# Aim of the task
Look through the data below and extract, unchanged, the lines from the one that contains "let offset = min(min(self.chunk, buf.len()), self.data.len()" to the one that contains "assert_eq!(buffer.len(), 32);", both included.

Start of Records provided

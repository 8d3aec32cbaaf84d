//! Raw NMEA pass-through from a dedicated GNSS serial link. Sentences are
//! surfaced opaque; parsing them is the application's business.

use crate::buffer::Buffer;
use std::io;

const GNSS_BUFFER_SIZE: usize = 2048;

/// A batch of complete NMEA sentences, most recent last.
#[derive(Debug, Default, PartialEq)]
pub struct GnssData {
    pub sentences: Vec<String>,
}

pub struct GnssReceiver<S> {
    link: S,
    buffer: Buffer,
    line: Vec<u8>,
}

impl<S: io::Read> GnssReceiver<S> {
    pub fn new(link: S) -> GnssReceiver<S> {
        GnssReceiver {
            link,
            buffer: Buffer::new(GNSS_BUFFER_SIZE),
            line: Vec::new(),
        }
    }

    /// Drain the link and return the complete sentences received so far.
    pub fn poll(&mut self) -> io::Result<GnssData> {
        self.buffer.ingress(&mut self.link)?;

        let mut data = GnssData::default();
        while let Some(byte) = self.buffer.pop_front() {
            match byte {
                b'\r' | b'\n' => {
                    if !self.line.is_empty() {
                        let line = String::from_utf8_lossy(&self.line).into_owned();
                        self.line.clear();
                        // NMEA sentences start with '$'; anything else is
                        // line noise.
                        if line.starts_with('$') {
                            data.sentences.push(line);
                        }
                    }
                }
                _ => self.line.push(byte),
            }
        }

        Ok(data)
    }
}
use slice_deque::SliceDeque;
use std::io;

type ByteDeque = SliceDeque<u8>;

/// A bounded FIFO byte queue between the serial link and the line parser.
/// Data is appended at the tail and consumed from the head.
pub struct Buffer {
    data: ByteDeque,
    size: usize,
}

impl Buffer {
    #[inline]
    pub fn new(size: usize) -> Buffer {
        let mut data = ByteDeque::new();
        data.reserve(size);
        Buffer { data, size }
    }

    /// The number of bytes in the buffer.
    #[inline]
    pub fn len(&self) -> usize {
        self.data.len()
    }

    /// Returns true in case the buffer is empty, false otherwise.
    #[inline]
    pub fn is_empty(&self) -> bool {
        self.data.is_empty()
    }

    /// Remaining free capacity in the buffer.
    #[inline]
    pub fn free_capacity(&self) -> usize {
        self.size - self.data.len()
    }

    /// Pop the oldest byte.
    #[inline]
    pub fn pop_front(&mut self) -> Option<u8> {
        self.data.pop_front()
    }

    #[inline]
    pub fn clear(&mut self) {
        self.data.clear();
    }

    /// Read from the link until it runs dry. The modem keeps transmitting no
    /// matter how far behind we are, so when the buffer fills up the oldest
    /// bytes are dropped to make room for the most recent output.
    pub fn ingress<R: io::Read>(&mut self, mut reader: R) -> io::Result<usize> {
        let mut chunk = [0u8; 256];
        let mut total = 0;

        loop {
            let count = match reader.read(&mut chunk) {
                Ok(0) => return Ok(total),
                Ok(count) => count,
                Err(ref err) if err.kind() == io::ErrorKind::WouldBlock => return Ok(total),
                Err(ref err) if err.kind() == io::ErrorKind::TimedOut => return Ok(total),
                Err(err) => return Err(err),
            };

            let keep = if count > self.size {
                &chunk[count - self.size..count]
            } else {
                &chunk[..count]
            };

            if keep.len() > self.free_capacity() {
                let excess = keep.len() - self.free_capacity();
                for _ in 0..excess {
                    self.data.pop_front();
                }
            }

            self.data.extend(keep.iter().cloned());
            total += count;
        }
    }
}

#[cfg(test)]
mod tests {
    use super::*;
    use std::cmp::min;
    use std::io::Cursor;

    struct MockLink {
        data: Vec<u8>,
        cursor: usize,
        chunk: usize,
    }

    impl MockLink {
        fn new(data: Vec<u8>, chunk: usize) -> MockLink {
            MockLink {
                data,
                cursor: 0,
                chunk,
            }
        }
    }

    impl io::Read for MockLink {
        fn read(&mut self, buf: &mut [u8]) -> io::Result<usize> {
            if self.cursor == self.data.len() {
                return Err(io::ErrorKind::WouldBlock.into());
            }

            let offset = min(min(self.chunk, buf.len()), self.data.len() - self.cursor);
            buf[..offset].copy_from_slice(&self.data[self.cursor..(self.cursor + offset)]);
            self.cursor += offset;
            Ok(offset)
        }
    }

    #[test]
    fn test_ingress_drains_reader() {
        let mock_data: Vec<_> = (0..500).map(|item| item as u8).collect();
        let mut link = MockLink::new(mock_data.clone(), 100);

        let mut buffer = Buffer::new(1024);

        let count = buffer.ingress(&mut link).unwrap();

        assert_eq!(count, mock_data.len());
        assert_eq!(buffer.len(), mock_data.len());

        let drained: Vec<_> = std::iter::from_fn(|| buffer.pop_front()).collect();
        assert_eq!(drained, mock_data);
    }

    #[test]
    fn test_ingress_stops_on_empty_reader() {
        let mut cursor = Cursor::new(vec![1u8, 2, 3]);
        let mut buffer = Buffer::new(1024);

        let count = buffer.ingress(&mut cursor).unwrap();

        assert_eq!(count, 3);
        assert_eq!(buffer.pop_front(), Some(1));
    }

    #[test]
    fn test_overflow_drops_oldest() {
        let mock_data: Vec<_> = (0..64).map(|item| item as u8).collect();
        let mut link = MockLink::new(mock_data, 16);

        let mut buffer = Buffer::new(32);

        buffer.ingress(&mut link).unwrap();

        assert_eq!(buffer.len(), 32);
        // The first 32 bytes were dropped, the most recent 32 kept.
        assert_eq!(buffer.pop_front(), Some(32));
    }

    #[test]
    fn test_empty() {
        let mut buffer = Buffer::new(32);
        assert!(buffer.is_empty());
        assert_eq!(buffer.pop_front(), None);
        assert_eq!(buffer.free_capacity(), 32);
    }
}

End of Records provided

# Task answer
            let offset = min(min(self.chunk, buf.len()), self.data.len() - self.cursor);
            buf[..offset].copy_from_slice(&self.data[self.cursor..(self.cursor + offset)]);
            self.cursor += offset;
            Ok(offset)
        }
    }

    #[test]
    fn test_ingress_drains_reader() {
        let mock_data: Vec<_> = (0..500).map(|item| item as u8).collect();
        let mut link = MockLink::new(mock_data.clone(), 100);

        let mut buffer = Buffer::new(1024);

        let count = buffer.ingress(&mut link).unwrap();

        assert_eq!(count, mock_data.len());
        assert_eq!(buffer.len(), mock_data.len());

        let drained: Vec<_> = std::iter::from_fn(|| buffer.pop_front()).collect();
        assert_eq!(drained, mock_data);
    }

    #[test]
    fn test_ingress_stops_on_empty_reader() {
        let mut cursor = Cursor::new(vec![1u8, 2, 3]);
        let mut buffer = Buffer::new(1024);

        let count = buffer.ingress(&mut cursor).unwrap();

        assert_eq!(count, 3);
        assert_eq!(buffer.pop_front(), Some(1));
    }

    #[test]
    fn test_overflow_drops_oldest() {
        let mock_data: Vec<_> = (0..64).map(|item| item as u8).collect();
        let mut link = MockLink::new(mock_data, 16);

        let mut buffer = Buffer::new(32);

        buffer.ingress(&mut link).unwrap();

        assert_eq!(buffer.len(), 32);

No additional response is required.